Task data:
__________
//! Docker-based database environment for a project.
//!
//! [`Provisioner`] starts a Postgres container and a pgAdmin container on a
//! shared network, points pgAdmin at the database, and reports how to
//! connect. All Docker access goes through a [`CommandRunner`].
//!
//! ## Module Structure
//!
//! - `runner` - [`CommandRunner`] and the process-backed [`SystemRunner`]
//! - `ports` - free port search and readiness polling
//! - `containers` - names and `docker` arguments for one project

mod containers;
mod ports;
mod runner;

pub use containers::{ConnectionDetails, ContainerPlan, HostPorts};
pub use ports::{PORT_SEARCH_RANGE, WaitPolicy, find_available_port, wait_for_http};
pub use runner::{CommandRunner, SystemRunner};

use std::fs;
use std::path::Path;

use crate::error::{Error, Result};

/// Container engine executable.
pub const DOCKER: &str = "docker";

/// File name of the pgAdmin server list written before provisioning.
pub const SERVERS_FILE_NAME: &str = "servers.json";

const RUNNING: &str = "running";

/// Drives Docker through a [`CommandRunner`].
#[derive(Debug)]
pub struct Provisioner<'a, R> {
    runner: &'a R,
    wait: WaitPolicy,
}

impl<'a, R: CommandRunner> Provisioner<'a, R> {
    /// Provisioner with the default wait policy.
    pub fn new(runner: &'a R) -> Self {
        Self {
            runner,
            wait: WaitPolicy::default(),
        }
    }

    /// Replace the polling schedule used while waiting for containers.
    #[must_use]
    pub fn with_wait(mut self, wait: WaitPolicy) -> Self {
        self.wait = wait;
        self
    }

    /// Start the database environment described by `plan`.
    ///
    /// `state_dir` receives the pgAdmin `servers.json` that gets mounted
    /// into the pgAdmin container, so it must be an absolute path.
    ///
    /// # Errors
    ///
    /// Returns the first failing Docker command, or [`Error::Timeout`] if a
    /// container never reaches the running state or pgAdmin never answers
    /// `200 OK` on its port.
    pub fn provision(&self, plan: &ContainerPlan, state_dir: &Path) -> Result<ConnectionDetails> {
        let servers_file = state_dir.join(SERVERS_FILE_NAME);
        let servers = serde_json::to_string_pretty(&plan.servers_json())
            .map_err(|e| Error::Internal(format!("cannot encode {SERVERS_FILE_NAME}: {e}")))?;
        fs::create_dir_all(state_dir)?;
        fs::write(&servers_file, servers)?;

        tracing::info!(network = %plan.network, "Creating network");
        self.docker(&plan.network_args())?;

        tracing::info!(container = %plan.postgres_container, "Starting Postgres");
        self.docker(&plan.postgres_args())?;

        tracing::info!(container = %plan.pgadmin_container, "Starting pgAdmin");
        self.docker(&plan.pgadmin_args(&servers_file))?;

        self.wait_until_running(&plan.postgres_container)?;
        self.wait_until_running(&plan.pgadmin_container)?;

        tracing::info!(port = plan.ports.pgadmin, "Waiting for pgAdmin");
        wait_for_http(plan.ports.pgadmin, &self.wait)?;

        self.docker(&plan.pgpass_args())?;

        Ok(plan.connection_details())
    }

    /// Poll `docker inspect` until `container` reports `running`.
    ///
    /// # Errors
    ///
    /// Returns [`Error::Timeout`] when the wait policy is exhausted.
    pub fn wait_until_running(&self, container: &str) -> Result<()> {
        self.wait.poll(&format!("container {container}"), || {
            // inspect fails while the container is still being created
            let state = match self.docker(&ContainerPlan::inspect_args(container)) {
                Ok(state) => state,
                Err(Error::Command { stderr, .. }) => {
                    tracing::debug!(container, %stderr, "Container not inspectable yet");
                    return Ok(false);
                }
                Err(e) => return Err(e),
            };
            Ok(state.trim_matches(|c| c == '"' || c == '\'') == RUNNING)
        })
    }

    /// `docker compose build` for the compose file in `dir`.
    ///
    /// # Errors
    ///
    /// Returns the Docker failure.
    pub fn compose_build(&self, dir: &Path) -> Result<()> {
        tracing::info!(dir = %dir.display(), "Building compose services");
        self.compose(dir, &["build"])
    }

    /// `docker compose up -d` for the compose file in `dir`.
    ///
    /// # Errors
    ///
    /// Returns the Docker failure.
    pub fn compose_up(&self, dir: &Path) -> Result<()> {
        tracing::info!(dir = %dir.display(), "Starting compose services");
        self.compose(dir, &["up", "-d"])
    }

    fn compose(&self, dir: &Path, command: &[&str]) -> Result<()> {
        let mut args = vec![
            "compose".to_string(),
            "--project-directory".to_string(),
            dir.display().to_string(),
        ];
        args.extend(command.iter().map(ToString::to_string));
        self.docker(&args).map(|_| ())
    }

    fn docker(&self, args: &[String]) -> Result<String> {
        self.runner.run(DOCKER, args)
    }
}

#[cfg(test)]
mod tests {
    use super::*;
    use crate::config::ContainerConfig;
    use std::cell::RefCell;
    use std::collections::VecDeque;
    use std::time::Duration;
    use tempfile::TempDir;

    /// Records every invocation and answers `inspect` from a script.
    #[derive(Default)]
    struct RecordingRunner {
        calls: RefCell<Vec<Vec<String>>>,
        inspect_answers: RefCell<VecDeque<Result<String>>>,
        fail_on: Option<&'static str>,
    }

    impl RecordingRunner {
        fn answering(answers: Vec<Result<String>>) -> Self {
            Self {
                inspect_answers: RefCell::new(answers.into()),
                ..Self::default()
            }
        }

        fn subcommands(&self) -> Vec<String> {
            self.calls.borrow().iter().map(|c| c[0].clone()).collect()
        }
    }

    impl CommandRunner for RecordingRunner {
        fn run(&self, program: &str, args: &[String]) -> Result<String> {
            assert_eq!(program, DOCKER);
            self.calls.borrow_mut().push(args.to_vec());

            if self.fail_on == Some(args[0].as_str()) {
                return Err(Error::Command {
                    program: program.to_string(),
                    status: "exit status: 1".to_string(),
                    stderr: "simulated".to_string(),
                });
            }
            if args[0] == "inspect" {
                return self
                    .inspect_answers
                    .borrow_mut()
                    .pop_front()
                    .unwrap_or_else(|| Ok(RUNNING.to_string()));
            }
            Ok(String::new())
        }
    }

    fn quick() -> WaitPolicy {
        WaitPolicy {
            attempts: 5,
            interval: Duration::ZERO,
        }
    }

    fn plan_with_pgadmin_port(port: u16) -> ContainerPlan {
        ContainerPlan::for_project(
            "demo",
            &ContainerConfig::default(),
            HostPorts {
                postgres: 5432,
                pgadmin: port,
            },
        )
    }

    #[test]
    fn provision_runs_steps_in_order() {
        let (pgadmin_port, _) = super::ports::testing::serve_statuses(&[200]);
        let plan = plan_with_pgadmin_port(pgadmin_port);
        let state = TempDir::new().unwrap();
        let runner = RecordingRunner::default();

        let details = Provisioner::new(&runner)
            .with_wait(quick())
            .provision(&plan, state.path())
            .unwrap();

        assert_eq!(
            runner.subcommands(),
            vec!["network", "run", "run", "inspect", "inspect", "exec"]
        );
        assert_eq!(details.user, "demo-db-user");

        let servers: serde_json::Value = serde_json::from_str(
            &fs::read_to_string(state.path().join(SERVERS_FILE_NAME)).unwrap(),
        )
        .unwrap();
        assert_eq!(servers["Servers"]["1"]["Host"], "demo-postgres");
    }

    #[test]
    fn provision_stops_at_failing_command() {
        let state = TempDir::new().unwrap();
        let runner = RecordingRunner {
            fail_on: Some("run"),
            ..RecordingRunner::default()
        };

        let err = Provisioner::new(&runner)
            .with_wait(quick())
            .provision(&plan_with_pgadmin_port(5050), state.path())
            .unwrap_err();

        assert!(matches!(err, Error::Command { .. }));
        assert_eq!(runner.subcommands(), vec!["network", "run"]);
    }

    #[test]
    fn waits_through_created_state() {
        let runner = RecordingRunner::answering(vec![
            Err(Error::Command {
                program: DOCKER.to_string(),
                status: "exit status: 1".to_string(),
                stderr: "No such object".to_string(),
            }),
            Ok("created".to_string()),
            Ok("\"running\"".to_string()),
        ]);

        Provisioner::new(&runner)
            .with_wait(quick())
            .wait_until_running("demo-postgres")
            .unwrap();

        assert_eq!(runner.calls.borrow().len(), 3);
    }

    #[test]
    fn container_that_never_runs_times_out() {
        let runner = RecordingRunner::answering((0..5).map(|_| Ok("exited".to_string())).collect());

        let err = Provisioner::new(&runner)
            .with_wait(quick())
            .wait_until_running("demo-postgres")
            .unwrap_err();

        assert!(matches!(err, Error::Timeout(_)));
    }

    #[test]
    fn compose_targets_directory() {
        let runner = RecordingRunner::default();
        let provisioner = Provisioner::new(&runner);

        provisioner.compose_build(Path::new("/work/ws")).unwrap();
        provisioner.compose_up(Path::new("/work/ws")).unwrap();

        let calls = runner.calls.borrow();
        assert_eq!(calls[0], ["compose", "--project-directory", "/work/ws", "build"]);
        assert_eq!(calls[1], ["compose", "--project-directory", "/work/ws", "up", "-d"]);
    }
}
__________
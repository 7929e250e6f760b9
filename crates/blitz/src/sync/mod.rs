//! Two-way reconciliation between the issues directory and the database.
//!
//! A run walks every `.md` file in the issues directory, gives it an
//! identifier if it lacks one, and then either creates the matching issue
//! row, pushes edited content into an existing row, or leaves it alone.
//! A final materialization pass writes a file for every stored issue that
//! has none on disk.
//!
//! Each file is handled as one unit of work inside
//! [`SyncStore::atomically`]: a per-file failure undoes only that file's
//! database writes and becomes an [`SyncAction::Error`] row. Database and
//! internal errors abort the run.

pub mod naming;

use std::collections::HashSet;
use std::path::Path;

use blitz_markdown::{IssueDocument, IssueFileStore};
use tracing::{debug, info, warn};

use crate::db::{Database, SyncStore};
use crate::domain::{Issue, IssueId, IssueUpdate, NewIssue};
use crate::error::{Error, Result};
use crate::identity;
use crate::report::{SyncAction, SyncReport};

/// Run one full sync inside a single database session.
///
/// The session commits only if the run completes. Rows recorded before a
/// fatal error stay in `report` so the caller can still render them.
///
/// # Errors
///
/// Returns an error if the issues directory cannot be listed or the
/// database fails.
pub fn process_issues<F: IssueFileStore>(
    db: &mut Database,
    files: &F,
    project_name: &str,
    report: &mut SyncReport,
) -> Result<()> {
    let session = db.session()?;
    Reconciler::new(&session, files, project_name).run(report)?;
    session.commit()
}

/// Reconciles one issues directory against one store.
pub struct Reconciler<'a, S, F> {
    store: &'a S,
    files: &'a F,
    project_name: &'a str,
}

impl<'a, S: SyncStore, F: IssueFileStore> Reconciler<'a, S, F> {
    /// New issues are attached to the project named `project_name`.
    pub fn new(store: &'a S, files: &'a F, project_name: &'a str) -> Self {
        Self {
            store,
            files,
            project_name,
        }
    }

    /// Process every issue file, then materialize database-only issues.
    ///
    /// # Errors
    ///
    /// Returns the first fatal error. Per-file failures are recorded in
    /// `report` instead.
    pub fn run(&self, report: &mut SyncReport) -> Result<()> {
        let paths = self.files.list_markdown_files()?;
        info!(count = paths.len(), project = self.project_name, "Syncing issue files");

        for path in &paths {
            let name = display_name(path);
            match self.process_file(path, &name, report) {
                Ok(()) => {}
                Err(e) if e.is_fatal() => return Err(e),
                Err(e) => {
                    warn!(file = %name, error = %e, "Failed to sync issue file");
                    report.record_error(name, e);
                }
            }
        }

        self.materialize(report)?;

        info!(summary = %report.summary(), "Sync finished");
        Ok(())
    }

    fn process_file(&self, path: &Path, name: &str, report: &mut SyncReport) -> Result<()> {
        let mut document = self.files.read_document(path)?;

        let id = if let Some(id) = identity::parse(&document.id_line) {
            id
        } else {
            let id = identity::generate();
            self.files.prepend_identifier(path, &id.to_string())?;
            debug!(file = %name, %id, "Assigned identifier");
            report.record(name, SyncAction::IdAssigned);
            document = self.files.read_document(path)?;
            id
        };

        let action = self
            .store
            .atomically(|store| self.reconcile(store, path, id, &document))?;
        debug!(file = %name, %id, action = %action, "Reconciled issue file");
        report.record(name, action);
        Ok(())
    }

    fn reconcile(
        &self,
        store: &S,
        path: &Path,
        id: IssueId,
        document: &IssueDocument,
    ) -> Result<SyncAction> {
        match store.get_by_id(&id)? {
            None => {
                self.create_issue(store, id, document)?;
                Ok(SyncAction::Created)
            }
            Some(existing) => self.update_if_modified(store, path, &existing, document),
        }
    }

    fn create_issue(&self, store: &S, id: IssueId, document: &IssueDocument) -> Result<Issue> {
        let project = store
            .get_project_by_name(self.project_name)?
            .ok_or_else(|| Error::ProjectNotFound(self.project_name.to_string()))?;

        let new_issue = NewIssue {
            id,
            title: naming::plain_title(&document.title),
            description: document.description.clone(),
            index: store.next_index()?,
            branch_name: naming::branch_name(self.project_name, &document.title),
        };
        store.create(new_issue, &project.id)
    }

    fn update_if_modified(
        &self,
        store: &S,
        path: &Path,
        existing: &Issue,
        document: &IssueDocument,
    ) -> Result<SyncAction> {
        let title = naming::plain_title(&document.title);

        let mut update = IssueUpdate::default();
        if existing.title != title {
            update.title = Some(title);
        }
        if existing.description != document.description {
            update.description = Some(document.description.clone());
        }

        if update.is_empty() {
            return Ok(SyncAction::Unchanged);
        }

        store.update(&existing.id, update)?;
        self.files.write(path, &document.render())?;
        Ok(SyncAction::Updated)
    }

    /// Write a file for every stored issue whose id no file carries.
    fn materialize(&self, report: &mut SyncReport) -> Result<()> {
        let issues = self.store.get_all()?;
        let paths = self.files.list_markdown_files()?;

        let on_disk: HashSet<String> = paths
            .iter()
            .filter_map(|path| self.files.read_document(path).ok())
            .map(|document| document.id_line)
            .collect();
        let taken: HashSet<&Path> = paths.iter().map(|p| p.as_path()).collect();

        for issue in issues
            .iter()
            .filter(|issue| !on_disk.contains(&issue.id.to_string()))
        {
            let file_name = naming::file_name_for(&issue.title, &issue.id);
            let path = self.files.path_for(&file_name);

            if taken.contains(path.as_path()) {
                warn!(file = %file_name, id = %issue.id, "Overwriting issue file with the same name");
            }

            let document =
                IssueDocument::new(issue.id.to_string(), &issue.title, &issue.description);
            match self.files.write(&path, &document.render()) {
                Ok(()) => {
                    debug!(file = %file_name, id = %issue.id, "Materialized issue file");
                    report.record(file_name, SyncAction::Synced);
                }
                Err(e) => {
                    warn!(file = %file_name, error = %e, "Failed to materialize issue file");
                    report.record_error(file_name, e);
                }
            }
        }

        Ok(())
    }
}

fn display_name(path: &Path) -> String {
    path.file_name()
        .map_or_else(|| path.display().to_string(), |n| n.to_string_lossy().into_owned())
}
__________
Work order: Take the stretch of lines above from the one containing "fn quick() ->" through the one containing "let plan = plan_with_pgadmin_port(pgadmin_port);" and repeat it exactly, adding no other line.

Task response:
    fn quick() -> WaitPolicy {
        WaitPolicy {
            attempts: 5,
            interval: Duration::ZERO,
        }
    }

    fn plan_with_pgadmin_port(port: u16) -> ContainerPlan {
        ContainerPlan::for_project(
            "demo",
            &ContainerConfig::default(),
            HostPorts {
                postgres: 5432,
                pgadmin: port,
            },
        )
    }

    #[test]
    fn provision_runs_steps_in_order() {
        let (pgadmin_port, _) = super::ports::testing::serve_statuses(&[200]);
        let plan = plan_with_pgadmin_port(pgadmin_port);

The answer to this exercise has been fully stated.